Stored data entries:
════════
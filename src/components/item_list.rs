//! Item List Component
//!
//! Sortable items of one category. Its drag context is scoped to that
//! category, so items never move across categories.

use leptos::prelude::*;
use leptos::task::spawn_local;

use leptos_dragdrop::{create_sortable, DropEvent};
use menu_ordering::MenuOrderingEngine;

use crate::commands;
use crate::components::DeleteConfirmButton;
use crate::context::AppContext;
use crate::format::format_price;
use crate::models::{CategoryId, Item, ItemId};

#[component]
pub fn ItemList(engine: RwSignal<MenuOrderingEngine>, category_id: CategoryId) -> impl IntoView {
    let ctx = use_context::<AppContext>().expect("AppContext should be provided");
    let menu_id = engine.with_untracked(|e| e.menu_id().clone());
    let group = format!("items-{}-{}", menu_id, category_id);

    let sortable = {
        let category_id = category_id.clone();
        create_sortable(group.clone(), move |drop: DropEvent| {
            let from = ItemId::from(drop.from_id);
            let to = drop.to_id.map(ItemId::from);
            let proposed = engine.with_untracked(|e| {
                if e.is_saving() {
                    log::debug!("Ignoring item drop while a save is running");
                    return None;
                }
                e.item_controller(&category_id)
                    .on_drop(e.items_of(&category_id), &from, to.as_ref())
            });
            if let Some(event) = proposed {
                engine.update(|e| {
                    if let Err(err) = e.apply(event) {
                        log::warn!("Item reorder rejected: {}", err);
                    }
                });
            }
        })
    };

    let items = {
        let category_id = category_id.clone();
        move || engine.with(|e| e.items_of(&category_id).to_vec())
    };
    let is_empty = {
        let category_id = category_id.clone();
        move || engine.with(|e| e.items_of(&category_id).is_empty())
    };

    view! {
        <div class="item-list">
            <Show when=is_empty>
                <p class="empty-hint">"No items in this category."</p>
            </Show>
            <For
                each=items
                key=|item: &Item| item.id.clone()
                children=move |item: Item| {
                    let id = item.id.clone();
                    let group = group.clone();

                    let current = {
                        let category_id = category_id.clone();
                        let id = id.clone();
                        move || engine.with(|e| e.item(&category_id, &id).cloned())
                    };
                    let name = {
                        let current = current.clone();
                        Signal::derive(move || current().map(|i| i.name).unwrap_or_default())
                    };
                    let price = move || current().map(|i| i.price).unwrap_or_default();

                    let row_class = {
                        let id = id.clone();
                        move || {
                            let mut c = String::from("item-row");
                            if sortable.is_dragging(id.as_str()) { c.push_str(" dragging"); }
                            if sortable.is_over(id.as_str()) { c.push_str(" drop-target"); }
                            c
                        }
                    };
                    let on_delete = {
                        let menu_id = menu_id.clone();
                        let id = id.clone();
                        move |_: ()| {
                            if engine.with_untracked(|e| e.is_saving()) {
                                ctx.notify_error("Wait for the save to finish before deleting.");
                                return;
                            }
                            let menu_id = menu_id.clone();
                            let id = id.clone();
                            spawn_local(async move {
                                match commands::delete_item(&menu_id, &id).await {
                                    Ok(tree) => {
                                        engine.try_update(|e| e.replace_tree(tree));
                                        ctx.notify_success("Item deleted");
                                    }
                                    Err(e) => ctx.notify_error(format!("Deleting the item failed: {}", e)),
                                }
                            });
                        }
                    };

                    view! {
                        <div
                            class=row_class
                            tabindex="0"
                            data-sortable-group=group
                            data-sortable-id=id.to_string()
                            on:mousedown=sortable.on_mousedown(id.to_string())
                            on:keydown=sortable.on_keydown(id.to_string())
                        >
                            <span class="drag-handle">"⠿"</span>
                            <span class="item-name">{move || name.get()}</span>
                            <span class="item-price">{move || format_price(price())}</span>
                            <DeleteConfirmButton
                                button_class="delete-btn"
                                title=Signal::derive(move || format!("Delete item {}", name.get()))
                                on_confirm=on_delete
                            />
                        </div>
                    }
                }
            />
        </div>
    }
}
════════
* **Problem to work on**
Using the exact wording, transcribe all the records above.

* **Exercise output**
filename src/components/item_list.rs
//! Item List Component
//!
//! Sortable items of one category. Its drag context is scoped to that
//! category, so items never move across categories.

use leptos::prelude::*;
use leptos::task::spawn_local;

use leptos_dragdrop::{create_sortable, DropEvent};
use menu_ordering::MenuOrderingEngine;

use crate::commands;
use crate::components::DeleteConfirmButton;
use crate::context::AppContext;
use crate::format::format_price;
use crate::models::{CategoryId, Item, ItemId};

#[component]
pub fn ItemList(engine: RwSignal<MenuOrderingEngine>, category_id: CategoryId) -> impl IntoView {
    let ctx = use_context::<AppContext>().expect("AppContext should be provided");
    let menu_id = engine.with_untracked(|e| e.menu_id().clone());
    let group = format!("items-{}-{}", menu_id, category_id);

    let sortable = {
        let category_id = category_id.clone();
        create_sortable(group.clone(), move |drop: DropEvent| {
            let from = ItemId::from(drop.from_id);
            let to = drop.to_id.map(ItemId::from);
            let proposed = engine.with_untracked(|e| {
                if e.is_saving() {
                    log::debug!("Ignoring item drop while a save is running");
                    return None;
                }
                e.item_controller(&category_id)
                    .on_drop(e.items_of(&category_id), &from, to.as_ref())
            });
            if let Some(event) = proposed {
                engine.update(|e| {
                    if let Err(err) = e.apply(event) {
                        log::warn!("Item reorder rejected: {}", err);
                    }
                });
            }
        })
    };

    let items = {
        let category_id = category_id.clone();
        move || engine.with(|e| e.items_of(&category_id).to_vec())
    };
    let is_empty = {
        let category_id = category_id.clone();
        move || engine.with(|e| e.items_of(&category_id).is_empty())
    };

    view! {
        <div class="item-list">
            <Show when=is_empty>
                <p class="empty-hint">"No items in this category."</p>
            </Show>
            <For
                each=items
                key=|item: &Item| item.id.clone()
                children=move |item: Item| {
                    let id = item.id.clone();
                    let group = group.clone();

                    let current = {
                        let category_id = category_id.clone();
                        let id = id.clone();
                        move || engine.with(|e| e.item(&category_id, &id).cloned())
                    };
                    let name = {
                        let current = current.clone();
                        Signal::derive(move || current().map(|i| i.name).unwrap_or_default())
                    };
                    let price = move || current().map(|i| i.price).unwrap_or_default();

                    let row_class = {
                        let id = id.clone();
                        move || {
                            let mut c = String::from("item-row");
                            if sortable.is_dragging(id.as_str()) { c.push_str(" dragging"); }
                            if sortable.is_over(id.as_str()) { c.push_str(" drop-target"); }
                            c
                        }
                    };
                    let on_delete = {
                        let menu_id = menu_id.clone();
                        let id = id.clone();
                        move |_: ()| {
                            if engine.with_untracked(|e| e.is_saving()) {
                                ctx.notify_error("Wait for the save to finish before deleting.");
                                return;
                            }
                            let menu_id = menu_id.clone();
                            let id = id.clone();
                            spawn_local(async move {
                                match commands::delete_item(&menu_id, &id).await {
                                    Ok(tree) => {
                                        engine.try_update(|e| e.replace_tree(tree));
                                        ctx.notify_success("Item deleted");
                                    }
                                    Err(e) => ctx.notify_error(format!("Deleting the item failed: {}", e)),
                                }
                            });
                        }
                    };

                    view! {
                        <div
                            class=row_class
                            tabindex="0"
                            data-sortable-group=group
                            data-sortable-id=id.to_string()
                            on:mousedown=sortable.on_mousedown(id.to_string())
                            on:keydown=sortable.on_keydown(id.to_string())
                        >
                            <span class="drag-handle">"⠿"</span>
                            <span class="item-name">{move || name.get()}</span>
                            <span class="item-price">{move || format_price(price())}</span>
                            <DeleteConfirmButton
                                button_class="delete-btn"
                                title=Signal::derive(move || format!("Delete item {}", name.get()))
                                on_confirm=on_delete
                            />
                        </div>
                    }
                }
            />
        </div>
    }
}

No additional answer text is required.